Exercise:
Below are the records; restate word for word the lines from the first through the one containing "unit: the booking", and only those.

Data supplied:
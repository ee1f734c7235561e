//! HTTP request handlers.
//!
//! Organized by concern:
//! - `webhooks`: inbound webhook verification, deduplication, dispatch
//! - `health`: liveness/readiness probes and circuit breaker stats

pub mod health;
pub mod webhooks;

pub use health::{circuit_stats, health_check, liveness_check, readiness_check};
pub use webhooks::receive_webhook;
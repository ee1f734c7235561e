//! Repository for payment transactions.
//!
//! Payment side effects are committed atomically: the transaction row and
//! the dependent booking update succeed or roll back together. The unique
//! index on `idempotency_key` guarantees at most one side effect per
//! external event, across processes, without any distributed lock.

use std::sync::Arc;

use sqlx::PgPool;

use crate::{
    error::{CoreError, Result},
    models::{BookingId, BookingPaymentState, PaymentStatus, PaymentTransaction},
};

/// Outcome of attempting to record a payment side effect.
#[derive(Debug, Clone, Copy, PartialEq, Eq)]
pub enum PaymentOutcome {
    /// The transaction row was created and the booking updated.
    Recorded,
    /// A transaction with the same idempotency key already exists; nothing
    /// was written.
    AlreadyRecorded,
}

/// Repository for payment transaction persistence.
pub struct Repository {
    pool: Arc<PgPool>,
}

impl Repository {
    /// Creates a new repository with the given connection pool.
    pub fn new(pool: Arc<PgPool>) -> Self {
        Self { pool }
    }

    /// Records a successful payment and marks the related booking paid,
    /// atomically.
    ///
    /// A duplicate idempotency key aborts the whole unit: the booking
    /// update from the first processing run already happened, so nothing
    /// is re-applied.
    pub async fn record_payment(&self, payment: &PaymentTransaction) -> Result<PaymentOutcome> {
        let mut txn = self.pool.begin().await?;

        let inserted = sqlx::query(
            r"
            INSERT INTO payment_transactions (
                id, provider, external_id, idempotency_key, amount_cents,
                currency, status, booking_id, created_at, updated_at
            )
            VALUES ($1, $2, $3, $4, $5, $6, $7, $8, $9, $10)
            ",
        )
        .bind(payment.id)
        .bind(&payment.provider)
        .bind(&payment.external_id)
        .bind(&payment.idempotency_key)
        .bind(payment.amount_cents)
        .bind(&payment.currency)
        .bind(payment.status)
        .bind(payment.booking_id)
        .bind(payment.created_at)
        .bind(payment.updated_at)
        .execute(&mut *txn)
        .await;

        match inserted {
            Ok(_) => {},
            Err(sqlx::Error::Database(db_err)) if db_err.is_unique_violation() => {
                txn.rollback().await?;
                return Ok(PaymentOutcome::AlreadyRecorded);
            },
            Err(e) => return Err(e.into()),
        }

        if let Some(booking_id) = payment.booking_id {
            sqlx::query(
                "UPDATE bookings SET payment_status = $2, updated_at = NOW() WHERE id = $1",
            )
            .bind(booking_id)
            .bind(BookingPaymentState::Paid)
            .execute(&mut *txn)
            .await?;
        }

        txn.commit().await?;
        Ok(PaymentOutcome::Recorded)
    }

    /// Marks a stored transaction refunded and updates its booking,
    /// atomically.
    ///
    /// # Errors
    ///
    /// Returns `CoreError::NotFound` when no transaction matches the
    /// provider/external ID pair; the caller surfaces this so the sender
    /// re-delivers once the original payment event has landed.
    pub async fn record_refund(&self, provider: &str, external_id: &str) -> Result<()> {
        let mut txn = self.pool.begin().await?;

        let row: Option<(Option<BookingId>,)> = sqlx::query_as(
            r"
            UPDATE payment_transactions
            SET status = $3, updated_at = NOW()
            WHERE provider = $1 AND external_id = $2
            RETURNING booking_id
            ",
        )
        .bind(provider)
        .bind(external_id)
        .bind(PaymentStatus::Refunded)
        .fetch_optional(&mut *txn)
        .await?;

        let Some((booking_id,)) = row else {
            txn.rollback().await?;
            return Err(CoreError::NotFound(format!(
                "no transaction for {provider} object {external_id}"
            )));
        };

        if let Some(booking_id) = booking_id {
            sqlx::query(
                "UPDATE bookings SET payment_status = $2, updated_at = NOW() WHERE id = $1",
            )
            .bind(booking_id)
            .bind(BookingPaymentState::Refunded)
            .execute(&mut *txn)
            .await?;
        }

        txn.commit().await?;
        Ok(())
    }

    /// Finds a transaction by its idempotency key.
    pub async fn find_by_idempotency_key(&self, key: &str) -> Result<Option<PaymentTransaction>> {
        let record = sqlx::query_as::<_, PaymentTransaction>(
            "SELECT * FROM payment_transactions WHERE idempotency_key = $1",
        )
        .bind(key)
        .fetch_optional(&*self.pool)
        .await?;

        Ok(record)
    }
}
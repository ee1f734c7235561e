//! Error types for storage and domain operations.
//!
//! The storage layer leans on the database's own constraints for
//! correctness, so the conversion from `sqlx::Error` preserves enough
//! structure for callers to distinguish a duplicate-key conflict from an
//! infrastructure failure.

use thiserror::Error;

/// Result type alias using `CoreError`.
pub type Result<T> = std::result::Result<T, CoreError>;

/// Core error type for storage operations.
#[derive(Debug, Error)]
pub enum CoreError {
    /// Database operation failed.
    #[error("database error: {0}")]
    Database(String),

    /// Entity not found.
    #[error("not found: {0}")]
    NotFound(String),

    /// Constraint violation (unique index, foreign key, or check).
    #[error("constraint violation: {0}")]
    ConstraintViolation(String),

    /// Invalid input.
    #[error("invalid input: {0}")]
    InvalidInput(String),
}

impl From<sqlx::Error> for CoreError {
    fn from(err: sqlx::Error) -> Self {
        match err {
            sqlx::Error::RowNotFound => Self::NotFound("requested entity not found".to_string()),
            sqlx::Error::Database(db_err) if db_err.is_unique_violation() => {
                Self::ConstraintViolation(format!("unique constraint violation: {db_err}"))
            },
            sqlx::Error::Database(db_err) if db_err.is_foreign_key_violation() => {
                Self::ConstraintViolation(format!("foreign key constraint violation: {db_err}"))
            },
            _ => Self::Database(err.to_string()),
        }
    }
}
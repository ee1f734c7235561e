//! Provider event envelope parsing.
//!
//! Payment providers wrap the interesting object in an envelope of the
//! shape `{"id": ..., "type": ..., "data": {"object": {...}}}`. Some test
//! tooling and smaller providers send the fields flat at the top level,
//! so parsing falls back to the envelope root when `data.object` is
//! absent.

use serde::Deserialize;
use serde_json::Value;
use thiserror::Error;
use uuid::Uuid;

/// Errors from parsing an event envelope.
#[derive(Debug, Clone, PartialEq, Eq, Error)]
pub enum EventParseError {
    /// Body was not valid JSON.
    #[error("invalid JSON body: {0}")]
    Json(String),

    /// A required envelope field was absent.
    #[error("missing envelope field: {0}")]
    MissingField(&'static str),
}

/// A verified provider event, parsed from the raw body.
#[derive(Debug, Clone)]
pub struct PaymentEvent {
    /// Provider-assigned event ID (e.g. `evt_1`).
    pub id: String,
    /// Event type string driving handler dispatch.
    pub event_type: String,
    /// The wrapped payment object.
    pub object: Value,
}

/// Payment fields extracted from the event object.
#[derive(Debug, Clone, Deserialize)]
pub struct PaymentDetails {
    /// Provider-side object ID; falls back to the event ID when absent.
    #[serde(default)]
    pub id: Option<String>,
    /// Amount in the currency's minor unit.
    pub amount: i64,
    /// ISO 4217 currency code.
    #[serde(default = "default_currency")]
    pub currency: String,
    /// Caller-supplied metadata attached at payment creation.
    #[serde(default)]
    pub metadata: PaymentMetadata,
}

/// Metadata the platform attaches when creating a payment.
#[derive(Debug, Clone, Default, Deserialize)]
pub struct PaymentMetadata {
    /// Booking the payment settles.
    #[serde(default)]
    pub booking_id: Option<Uuid>,
}

fn default_currency() -> String {
    "usd".to_string()
}

impl PaymentEvent {
    /// Parses an event from the raw request body.
    ///
    /// # Errors
    ///
    /// Returns `EventParseError` for non-JSON bodies or envelopes missing
    /// `id` or `type`.
    pub fn parse(raw: &[u8]) -> Result<Self, EventParseError> {
        let value: Value =
            serde_json::from_slice(raw).map_err(|e| EventParseError::Json(e.to_string()))?;

        let id = value
            .get("id")
            .and_then(Value::as_str)
            .ok_or(EventParseError::MissingField("id"))?
            .to_string();

        let event_type = value
            .get("type")
            .and_then(Value::as_str)
            .ok_or(EventParseError::MissingField("type"))?
            .to_string();

        let nested = value
            .get("data")
            .and_then(|d| d.get("object"))
            .filter(|object| object.is_object())
            .cloned();
        let object = nested.unwrap_or(value);

        Ok(Self { id, event_type, object })
    }

    /// Deserializes the payment fields from the event object.
    ///
    /// # Errors
    ///
    /// Returns `EventParseError::Json` when the object lacks required
    /// payment fields (e.g. `amount`).
    pub fn payment(&self) -> Result<PaymentDetails, EventParseError> {
        serde_json::from_value(self.object.clone()).map_err(|e| EventParseError::Json(e.to_string()))
    }
}
//! Property-based tests for resilience invariants.
//!
//! Uses randomly generated inputs to verify system-wide invariants:
//! token buckets never exceed their refill budget, any single-bit
//! corruption of a signed payload is rejected, and an open circuit never
//! admits a call before its timeout.

use std::{collections::HashMap, sync::Arc, time::Duration};

use breakwater_api::crypto;
use breakwater_core::TestClock;
use breakwater_guard::{
    BreakerConfig, BreakerRegistry, BreakerState, GuardError, RateLimiterConfig, ServiceSettings,
    TokenBucket, TracingSink,
};
use proptest::prelude::*;

/// Creates property test configuration based on environment.
fn proptest_config() -> ProptestConfig {
    let cases = std::env::var("PROPTEST_CASES").ok().and_then(|s| s.parse().ok()).unwrap_or(32);

    ProptestConfig::with_cases(cases)
}

fn block_on<F: std::future::Future>(future: F) -> F::Output {
    tokio::runtime::Builder::new_current_thread()
        .enable_time()
        .build()
        .expect("failed to build runtime")
        .block_on(future)
}

proptest! {
    #![proptest_config(proptest_config())]

    /// Over any schedule of attempts and clock advances, the number of
    /// admitted calls never exceeds the initial burst plus the refill
    /// budget earned by elapsed time.
    #[test]
    fn token_bucket_never_exceeds_budget(
        max_tokens in 1u32..20,
        refill_ms in 1u64..50,
        schedule in prop::collection::vec((0u64..100, 1u32..10), 1..20)
    ) {
        block_on(async {
            let clock = TestClock::new();
            let bucket = TokenBucket::new(
                RateLimiterConfig {
                    max_tokens,
                    refill_interval: Duration::from_millis(refill_ms),
                },
                Arc::new(clock.clone()),
            );

            let mut allowed: u64 = 0;
            let mut total_elapsed_ms: u64 = 0;

            for (advance_ms, attempts) in schedule {
                clock.advance(Duration::from_millis(advance_ms));
                total_elapsed_ms += advance_ms;

                for _ in 0..attempts {
                    if bucket.allow().await {
                        allowed += 1;
                    }
                }
            }

            let budget = u64::from(max_tokens) + total_elapsed_ms / refill_ms;
            prop_assert!(
                allowed <= budget,
                "allowed {allowed} calls with budget {budget}"
            );
            Ok(())
        })?;
    }

    /// Flipping any single bit of a signed payload invalidates it.
    #[test]
    fn payload_bit_flip_is_rejected(
        payload in prop::collection::vec(any::<u8>(), 1..256),
        byte_idx in any::<prop::sample::Index>(),
        bit in 0u8..8
    ) {
        let secret = "whsec_property";
        let header = format!("sha256={}", crypto::sign_payload(&payload, secret).unwrap());

        prop_assert!(crypto::verify_signature(&payload, &header, secret).is_ok());

        let mut tampered = payload.clone();
        let idx = byte_idx.index(tampered.len());
        tampered[idx] ^= 1 << bit;

        prop_assert!(
            crypto::verify_signature(&tampered, &header, secret).is_err(),
            "bit flip at byte {idx} bit {bit} was not rejected"
        );
    }

    /// Corrupting any hex character of the signature header invalidates
    /// it.
    #[test]
    fn signature_corruption_is_rejected(
        payload in prop::collection::vec(any::<u8>(), 1..256),
        digit_idx in any::<prop::sample::Index>()
    ) {
        let secret = "whsec_property";
        let digest = crypto::sign_payload(&payload, secret).unwrap();

        let mut corrupted: Vec<u8> = digest.clone().into_bytes();
        let idx = digit_idx.index(corrupted.len());
        // Replace with a different hex digit.
        corrupted[idx] = if corrupted[idx] == b'0' { b'1' } else { b'0' };
        let header = format!("sha256={}", String::from_utf8(corrupted).unwrap());

        prop_assert!(
            crypto::verify_signature(&payload, &header, secret).is_err(),
            "corrupted signature digit {idx} was not rejected"
        );
    }

    /// An open circuit admits no call until its timeout elapses,
    /// regardless of how many attempts arrive.
    #[test]
    fn open_circuit_never_admits_before_timeout(
        attempts in 1usize..50,
        elapsed_ms in 0u64..500
    ) {
        block_on(async {
            let clock = TestClock::new();
            let settings = ServiceSettings {
                breaker: BreakerConfig {
                    max_requests: 1,
                    min_requests: 3,
                    failure_threshold: 0.5,
                    interval: Duration::from_secs(60),
                    timeout: Duration::from_millis(500),
                },
                rate_limit: RateLimiterConfig {
                    max_tokens: 1000,
                    refill_interval: Duration::from_millis(1),
                },
                call_timeout: Duration::from_secs(1),
            };
            let registry = BreakerRegistry::new(
                settings,
                HashMap::new(),
                Arc::new(clock.clone()),
                Arc::new(TracingSink),
            );

            for _ in 0..3 {
                let _: Result<(), _> = registry
                    .execute("flaky_api", || async {
                        Err(GuardError::from_status(500, "boom").unwrap())
                    })
                    .await;
            }
            let breaker = registry.breaker("flaky_api").await;
            prop_assert_eq!(breaker.state().await, BreakerState::Open);

            // Advance strictly less than the timeout.
            clock.advance(Duration::from_millis(elapsed_ms));

            let mut invoked = 0u32;
            for _ in 0..attempts {
                let result: Result<(), _> = registry
                    .execute("flaky_api", || async {
                        invoked += 1;
                        Ok(())
                    })
                    .await;
                prop_assert!(
                    matches!(result, Err(GuardError::CircuitOpen { .. })),
                    "expected CircuitOpen error"
                );
            }

            prop_assert_eq!(invoked, 0, "wrapped function ran while circuit was open");
            Ok(())
        })?;
    }
}
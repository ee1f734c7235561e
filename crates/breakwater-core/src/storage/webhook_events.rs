//! Repository for webhook event records.
//!
//! The insert path is the linchpin of inbound idempotency: the unique
//! index on `idempotency_key` arbitrates between concurrent duplicate
//! deliveries, and a duplicate-key conflict is reported as a normal
//! outcome rather than an error.

use std::sync::Arc;

use chrono::{DateTime, Utc};
use sqlx::PgPool;

use crate::{
    error::Result,
    models::{EventId, WebhookEventRecord},
};

/// Outcome of attempting to insert a webhook event record.
#[derive(Debug, Clone, Copy, PartialEq, Eq)]
pub enum InsertOutcome {
    /// The record was inserted; this request won first-processing rights.
    Inserted,
    /// A record with the same idempotency key already exists.
    Duplicate,
}

/// Repository for webhook event persistence.
pub struct Repository {
    pool: Arc<PgPool>,
}

impl Repository {
    /// Creates a new repository with the given connection pool.
    pub fn new(pool: Arc<PgPool>) -> Self {
        Self { pool }
    }

    /// Returns the underlying connection pool.
    pub fn pool(&self) -> Arc<PgPool> {
        self.pool.clone()
    }

    /// Inserts a new event record, treating duplicate keys as a normal
    /// outcome.
    ///
    /// Exactly one of N concurrent inserts with the same key observes
    /// `Inserted`; the rest observe `Duplicate` and must consult the
    /// existing row for the authoritative outcome.
    pub async fn insert(&self, event: &WebhookEventRecord) -> Result<InsertOutcome> {
        let result = sqlx::query(
            r"
            INSERT INTO webhook_events (
                id, provider, event_type, source_event_id, idempotency_key,
                payload, signature, retry_count, created_at
            )
            VALUES ($1, $2, $3, $4, $5, $6, $7, $8, $9)
            ",
        )
        .bind(event.id)
        .bind(&event.provider)
        .bind(&event.event_type)
        .bind(&event.source_event_id)
        .bind(&event.idempotency_key)
        .bind(&event.payload)
        .bind(&event.signature)
        .bind(event.retry_count)
        .bind(event.created_at)
        .execute(&*self.pool)
        .await;

        match result {
            Ok(_) => Ok(InsertOutcome::Inserted),
            Err(sqlx::Error::Database(db_err)) if db_err.is_unique_violation() => {
                Ok(InsertOutcome::Duplicate)
            },
            Err(e) => Err(e.into()),
        }
    }

    /// Finds an event record by its idempotency key.
    pub async fn find_by_idempotency_key(&self, key: &str) -> Result<Option<WebhookEventRecord>> {
        let record = sqlx::query_as::<_, WebhookEventRecord>(
            "SELECT * FROM webhook_events WHERE idempotency_key = $1",
        )
        .bind(key)
        .fetch_optional(&*self.pool)
        .await?;

        Ok(record)
    }

    /// Stamps an event as successfully processed.
    pub async fn mark_processed(&self, id: EventId, at: DateTime<Utc>) -> Result<()> {
        sqlx::query(
            "UPDATE webhook_events SET processed_at = $2, processing_error = NULL WHERE id = $1",
        )
        .bind(id)
        .bind(at)
        .execute(&*self.pool)
        .await?;

        Ok(())
    }

    /// Records a failed processing run and returns the new retry count.
    pub async fn record_failure(&self, id: EventId, error: &str) -> Result<i32> {
        let (retry_count,): (i32,) = sqlx::query_as(
            r"
            UPDATE webhook_events
            SET processing_error = $2, retry_count = retry_count + 1
            WHERE id = $1
            RETURNING retry_count
            ",
        )
        .bind(id)
        .bind(error)
        .fetch_one(&*self.pool)
        .await?;

        Ok(retry_count)
    }
}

Your response:
repository ee1f734c7235561e
//! HTTP request handlers.
//!
//! Organized by concern:
//! - `webhooks`: inbound webhook verification, deduplication, dispatch
//! - `health`: liveness/readiness probes and circuit breaker stats

pub mod health;
pub mod webhooks;

pub use health::{circuit_stats, health_check, liveness_check, readiness_check};
pub use webhooks::receive_webhook;
repository ee1f734c7235561e
//! Repository for payment transactions.
//!
//! Payment side effects are committed atomically: the transaction row and
//! the dependent booking update succeed or roll back together. The unique
//! index on `idempotency_key` guarantees at most one side effect per
//! external event, across processes, without any distributed lock.

use std::sync::Arc;

use sqlx::PgPool;

use crate::{
    error::{CoreError, Result},
    models::{BookingId, BookingPaymentState, PaymentStatus, PaymentTransaction},
};

/// Outcome of attempting to record a payment side effect.
#[derive(Debug, Clone, Copy, PartialEq, Eq)]
pub enum PaymentOutcome {
    /// The transaction row was created and the booking updated.
    Recorded,
    /// A transaction with the same idempotency key already exists; nothing
    /// was written.
    AlreadyRecorded,
}

/// Repository for payment transaction persistence.
pub struct Repository {
    pool: Arc<PgPool>,
}

impl Repository {
    /// Creates a new repository with the given connection pool.
    pub fn new(pool: Arc<PgPool>) -> Self {
        Self { pool }
    }

    /// Records a successful payment and marks the related booking paid,
    /// atomically.
    ///
    /// A duplicate idempotency key aborts the whole unit: the booking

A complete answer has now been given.